- **TASK TO CARRY OUT**
All lines holding the string "memory" should be copied from the data below.

════════════════════

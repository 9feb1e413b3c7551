//! 共享库
//!
//! 包含所有服务共用的配置、错误处理、数据库连接、重试策略与可观测性等基础设施代码。

pub mod config;
pub mod database;
pub mod error;
pub mod observability;
pub mod retry;
pub mod test_utils;
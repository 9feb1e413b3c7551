//! 数据库仓储层
//!
//! 提供所有实体的数据访问接口，封装 SQL 操作细节。
//!
//! ## 设计原则
//!
//! - 仓储只负责数据持久化，不包含业务逻辑
//! - 每个查询都按 `TenantScope` 严格过滤
//! - 需要原子性的写入（优惠券核销、余额校验扣减）在仓储内部开启事务
//! - 定义 trait 接口以支持 mock 测试，`memory` 提供完整的内存实现

mod activity_repo;
mod catalog_repo;
mod coupon_repo;
mod customer_repo;
pub mod memory;
mod messaging_repo;
mod sync_log_repo;
mod tenant_repo;
mod traits;

pub use activity_repo::ActivityRepository;
pub use catalog_repo::CatalogRepository;
pub use coupon_repo::CouponRepository;
pub use customer_repo::CustomerRepository;
pub use memory::InMemoryBackend;
pub use messaging_repo::{OtpRepository, SmsLogRepository};
pub use sync_log_repo::SyncLogRepository;
pub use tenant_repo::TenantDirectoryRepository;
pub use traits::*;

════════════════════

- **ANSWER SECTION**
//! - 定义 trait 接口以支持 mock 测试，`memory` 提供完整的内存实现
pub mod memory;
pub use memory::InMemoryBackend;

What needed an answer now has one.